Dr. David Sartorius is a historian of Latin America and the Caribbean at the University of Maryland. His book, Ever Faithful: Race, Loyalty, and the Ends of Empire in Spanish Cuba, was published by Duke University Press in 2013, and examines the racial politics of colonial rule, including the support of Cubans of African descent, slave and free, for the Spanish government. Sartorius is currently the co-editor of Social Text, an assistant editor of The Americas, and a member of the organizing collective of Tepoztlán Institute for the Transnational History of the Americas.

Heather J. Sharkey

Dr. Heather J. Sharkey is a Professor in the Department of Near Eastern Languages and Civilizations at the University of Pennsylvania, specializing in the history of the modern Middle East and North Africa.  A firm believer in digital citizenship and public scholarship, she has been partnering with Wiki Education and its Student Program since 2019.  Working in teams, her students have published many new Middle East-related articles on Wikipedia – especially biographies of women and studies of historic buildings. Her students have also added many images to Wikimedia Commons while generating public copyright licenses.  At conferences ranging from the Creative Commons Global Summit to Wikimania, Sharkey has spoken about the educational value of involving students in producing high-quality content for Wikipedia.

Delia Steverson

Delia Steverson, Ph.D., is an Associate Professor of English at the University of Alabama, where she specializes in 19th and 20th Century African American Literature, Critical Disability Studies, and Southern Literature.

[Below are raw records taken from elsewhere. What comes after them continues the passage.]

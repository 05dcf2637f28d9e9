use num_complex::Complex32;

use super::{PitchEstimator, PitchFrame, PitchTrack};
use crate::fft::FftPlan;
use crate::frame::{FrameAnalyzer, FrameConfig};
use crate::Signal;

/// Configuration for YIN pitch estimation.
///
/// This struct provides a builder pattern for configuring YIN parameters
/// instead of using many positional arguments.
///
/// # Example
/// ```
/// use groovescribe::pitch::YinConfig;
///
/// let config = YinConfig::new()
///     .with_frequency_range(40.0, 400.0)
///     .with_tolerance(0.1);
/// assert!(config.validate().is_ok());
/// ```
#[derive(Debug, Clone, PartialEq)]
pub struct YinConfig {
    /// Length of analysis frames in samples
    pub frame_size: usize,
    /// Number of samples between frames
    pub hop_size: usize,
    /// Minimum frequency to consider in Hz
    pub min_frequency: f32,
    /// Maximum frequency to consider in Hz
    pub max_frequency: f32,
    /// CMNDF dip threshold for picking the period
    pub tolerance: f32,
    /// Frames with confidence at or below this are reported unvoiced
    pub confidence_threshold: f32,
}

impl YinConfig {
    /// Create a new YIN configuration with defaults.
    pub fn new() -> Self {
        Self {
            frame_size: 2048,
            hop_size: 512,
            min_frequency: 20.0,
            max_frequency: 22050.0,
            tolerance: 0.15,
            confidence_threshold: 0.25,
        }
    }

    pub fn with_frame_size(mut self, frame_size: usize) -> Self {
        self.frame_size = frame_size;
        self
    }

    pub fn with_hop_size(mut self, hop_size: usize) -> Self {
        self.hop_size = hop_size;
        self
    }

    pub fn with_frequency_range(mut self, min_frequency: f32, max_frequency: f32) -> Self {
        self.min_frequency = min_frequency;
        self.max_frequency = max_frequency;
        self
    }

    pub fn with_tolerance(mut self, tolerance: f32) -> Self {
        self.tolerance = tolerance;
        self
    }

    pub fn with_confidence_threshold(mut self, confidence_threshold: f32) -> Self {
        self.confidence_threshold = confidence_threshold;
        self
    }

    pub fn validate(&self) -> crate::Result<()> {
        if self.frame_size < 4 {
            return Err(crate::Error::InvalidSize {
                name: "frame_size",
                value: self.frame_size,
                reason: "must be >= 4",
            });
        }
        FrameConfig::new(self.frame_size, self.hop_size).validate()?;
        if !(self.min_frequency > 0.0) || !(self.max_frequency > self.min_frequency) {
            return Err(crate::Error::InvalidFrequencyRange {
                fmin: self.min_frequency,
                fmax: self.max_frequency,
                reason: "need 0 < fmin < fmax".into(),
            });
        }
        if !(self.tolerance > 0.0 && self.tolerance <= 1.0) {
            return Err(crate::Error::invalid("tolerance", self.tolerance, "must be in (0, 1]"));
        }
        if !(0.0..=1.0).contains(&self.confidence_threshold) {
            return Err(crate::Error::invalid(
                "confidence_threshold",
                self.confidence_threshold,
                "must be in [0, 1]",
            ));
        }
        Ok(())
    }
}

impl Default for YinConfig {
    fn default() -> Self {
        Self::new()
    }
}

/// YIN pitch estimator.
///
/// YIN is an autocorrelation-based pitch estimation algorithm that uses
/// the cumulative mean normalized difference function (CMNDF) to detect
/// the fundamental frequency. Confidence is `1 - cmndf(tau)` at the chosen
/// period; frames at or below `confidence_threshold` come back unvoiced.
///
/// # Example
/// ```
/// use groovescribe::pitch::{PitchEstimator, Yin, YinConfig};
/// use groovescribe::Signal;
///
/// let signal = Signal::tone(220.0, 22050, 0.5).unwrap();
/// let yin = Yin::new(YinConfig::new()).unwrap();
/// let track = yin.track(&signal).unwrap();
/// let voiced: Vec<f32> = track.frequencies().into_iter().filter(|&f| f > 0.0).collect();
/// let avg = voiced.iter().sum::<f32>() / voiced.len() as f32;
/// assert!((avg - 220.0).abs() < 5.0);
/// ```
#[derive(Debug)]
pub struct Yin {
    config: YinConfig,
    analyzer: FrameAnalyzer,
    plan: FftPlan,
}

impl Yin {
    pub fn new(config: YinConfig) -> crate::Result<Self> {
        config.validate()?;
        let analyzer = FrameAnalyzer::new(
            FrameConfig::new(config.frame_size, config.hop_size).with_start_from_zero(false),
        )?;
        let plan = FftPlan::new(2 * config.frame_size);
        Ok(Self {
            config,
            analyzer,
            plan,
        })
    }

    pub fn config(&self) -> &YinConfig {
        &self.config
    }

    /// Raw per-frame estimates `(frequency, confidence)` without gating.
    pub fn estimate(&self, signal: &Signal) -> Vec<(f32, f32)> {
        let sr = signal.sample_rate() as f32;
        let half = self.config.frame_size / 2;
        let tau_min = ((sr / self.config.max_frequency).floor() as usize).clamp(1, half);
        let tau_max = ((sr / self.config.min_frequency).ceil() as usize).min(half);

        self.analyzer
            .frames(signal)
            .map(|frame| self.estimate_frame(&frame.samples, sr, tau_min, tau_max))
            .collect()
    }

    fn estimate_frame(&self, frame: &[f32], sr: f32, tau_min: usize, tau_max: usize) -> (f32, f32) {
        if tau_min + 1 >= tau_max {
            return (0.0, 0.0);
        }
        let cmndf = self.cmndf(frame, tau_max);
        let Some(cmndf) = cmndf else {
            return (0.0, 0.0);
        };

        // First dip below tolerance, followed down to its local minimum.
        let mut tau = (tau_min..tau_max).find(|&t| cmndf[t] < self.config.tolerance);
        if let Some(t) = tau.as_mut() {
            while *t + 1 < tau_max && cmndf[*t + 1] < cmndf[*t] {
                *t += 1;
            }
        }
        // No dip: fall back to the global minimum.
        let tau = tau.unwrap_or_else(|| {
            (tau_min..tau_max).fold(tau_min, |best, t| if cmndf[t] < cmndf[best] { t } else { best })
        });

        let (shift, value) = if tau > 0 && tau + 1 < cmndf.len() {
            parabolic(cmndf[tau - 1], cmndf[tau], cmndf[tau + 1])
        } else {
            (0.0, cmndf[tau])
        };
        let period = tau as f32 + shift;
        if period <= 0.0 {
            return (0.0, 0.0);
        }
        (sr / period, (1.0 - value).clamp(0.0, 1.0))
    }

    /// CMNDF for lags `0..tau_max`, or `None` for a silent frame.
    ///
    /// The difference function is built from the FFT autocorrelation:
    /// `d(tau) = e(0, n - tau) + e(tau, n) - 2 r(tau)`.
    fn cmndf(&self, frame: &[f32], tau_max: usize) -> Option<Vec<f32>> {
        let n = frame.len();
        let mut buffer: Vec<Complex32> = frame
            .iter()
            .map(|&x| Complex32::new(x, 0.0))
            .chain(std::iter::repeat(Complex32::new(0.0, 0.0)))
            .take(self.plan.len())
            .collect();
        self.plan.forward(&mut buffer);
        for c in buffer.iter_mut() {
            *c = Complex32::new(c.norm_sqr(), 0.0);
        }
        self.plan.inverse(&mut buffer);

        // cumulative energy: energy[j] = sum of x^2 over 0..j
        let mut energy = Vec::with_capacity(n + 1);
        energy.push(0.0f32);
        for &x in frame {
            let last = energy[energy.len() - 1];
            energy.push(last + x * x);
        }
        if energy[n] <= f32::EPSILON {
            return None;
        }

        let mut cmndf = vec![1.0f32; tau_max];
        let mut running_sum = 0.0f32;
        for tau in 1..tau_max {
            let head = energy[n - tau];
            let tail = energy[n] - energy[tau];
            let diff = (head + tail - 2.0 * buffer[tau].re).max(0.0);
            running_sum += diff;
            cmndf[tau] = if running_sum > 0.0 {
                diff * tau as f32 / running_sum
            } else {
                1.0
            };
        }
        Some(cmndf)
    }
}

/// Vertex of the parabola through three equally spaced points:
/// `(offset from the centre, value at the vertex)`.
fn parabolic(s0: f32, s1: f32, s2: f32) -> (f32, f32) {
    let denom = s0 - 2.0 * s1 + s2;
    if denom.abs() <= 1e-10 {
        return (0.0, s1);
    }
    let shift = (0.5 * (s0 - s2) / denom).clamp(-1.0, 1.0);
    (shift, s1 - 0.25 * (s0 - s2) * shift)
}

impl PitchEstimator for Yin {
    fn track(&self, signal: &Signal) -> crate::Result<PitchTrack> {
        let sr = signal.sample_rate();
        let frames = self
            .estimate(signal)
            .into_iter()
            .enumerate()
            .map(|(i, (frequency, confidence))| PitchFrame {
                time: self.analyzer.frame_time(i, sr),
                frequency,
                confidence: Some(confidence),
            })
            .collect();
        let track = PitchTrack::new(frames).gate(self.config.confidence_threshold);
        log::debug!(
            "yin: {} frames, {} voiced",
            track.len(),
            track.frames().iter().filter(|f| f.is_voiced()).count()
        );
        Ok(track)
    }

    fn hop_size(&self) -> usize {
        self.config.hop_size
    }
}

#[cfg(test)]
mod tests {
    use super::*;
    use approx::assert_relative_eq;

    fn median_voiced(track: &PitchTrack) -> f32 {
        let voiced: Vec<f32> = track.frequencies().into_iter().filter(|&f| f > 0.0).collect();
        crate::utils::median(&voiced).unwrap_or(0.0)
    }

    #[test]
    fn test_yin_pure_tone() {
        let signal = Signal::tone(110.0, 44100, 1.0).unwrap();
        let yin = Yin::new(YinConfig::new()).unwrap();
        let track = yin.track(&signal).unwrap();
        assert_eq!(track.len(), 44100 / 512 + 1);
        assert_relative_eq!(median_voiced(&track), 110.0, epsilon = 1.0);
    }

    #[test]
    fn test_yin_harmonic_tone() {
        let signal = Signal::harmonic_tone(82.41, &[1.0, 0.6, 0.3, 0.2], 44100, 1.0).unwrap();
        let yin = Yin::new(YinConfig::new().with_frequency_range(40.0, 400.0)).unwrap();
        let track = yin.track(&signal).unwrap();
        assert_relative_eq!(median_voiced(&track), 82.41, epsilon = 1.0);
    }

    #[test]
    fn test_yin_confidence_high_on_tone() {
        let signal = Signal::tone(220.0, 22050, 0.5).unwrap();
        let yin = Yin::new(YinConfig::new()).unwrap();
        let estimates = yin.estimate(&signal);
        let mid = estimates[estimates.len() / 2];
        assert!(mid.1 > 0.9, "confidence {}", mid.1);
    }

    #[test]
    fn test_yin_silence_unvoiced() {
        let signal = Signal::silence(22050, 0.5).unwrap();
        let yin = Yin::new(YinConfig::new()).unwrap();
        let track = yin.track(&signal).unwrap();
        assert!(track.frames().iter().all(|f| f.frequency == 0.0));
        assert!(track.frames().iter().all(|f| f.confidence == Some(0.0)));
    }

    #[test]
    fn test_yin_empty() {
        let signal = Signal::empty(22050).unwrap();
        let yin = Yin::new(YinConfig::new()).unwrap();
        assert!(yin.track(&signal).unwrap().is_empty());
    }

    #[test]
    fn test_yin_frame_times() {
        let signal = Signal::tone(220.0, 22050, 0.2).unwrap();
        let yin = Yin::new(YinConfig::new().with_hop_size(441)).unwrap();
        let track = yin.track(&signal).unwrap();
        assert_relative_eq!(track.frames()[2].time, 0.04, epsilon = 1e-6);
    }

    #[test]
    fn test_parabolic_vertex() {
        let (shift, value) = parabolic(1.0, 0.0, 1.0);
        assert_eq!(shift, 0.0);
        assert_eq!(value, 0.0);
        let (shift, _) = parabolic(2.0, 1.0, 2.0 / 3.0 + 1.0);
        assert!(shift > 0.0);
    }

    #[test]
    fn test_rejects_bad_range() {
        assert!(Yin::new(YinConfig::new().with_frequency_range(0.0, 100.0)).is_err());
        assert!(Yin::new(YinConfig::new().with_tolerance(0.0)).is_err());
        assert!(Yin::new(YinConfig::new().with_confidence_threshold(1.5)).is_err());
        assert!(Yin::new(YinConfig::new().with_confidence_threshold(-0.1)).is_err());
        assert!(Yin::new(YinConfig::new().with_confidence_threshold(1.0)).is_ok());
    }
}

She has been teaching with Wikipedia since 2019 in both lower and upper division undergraduate courses including Survey of African American Literature, Gender and Sexualities in African American Literature, and 21st Century Black Southern Literature. Delia has written about her experience with the Wikipedia project for Wiki Education in an article entitled “Building my Wikipedia confidence.” Her contributions seek to improve the presence of lesser known African American authors, texts, and histories.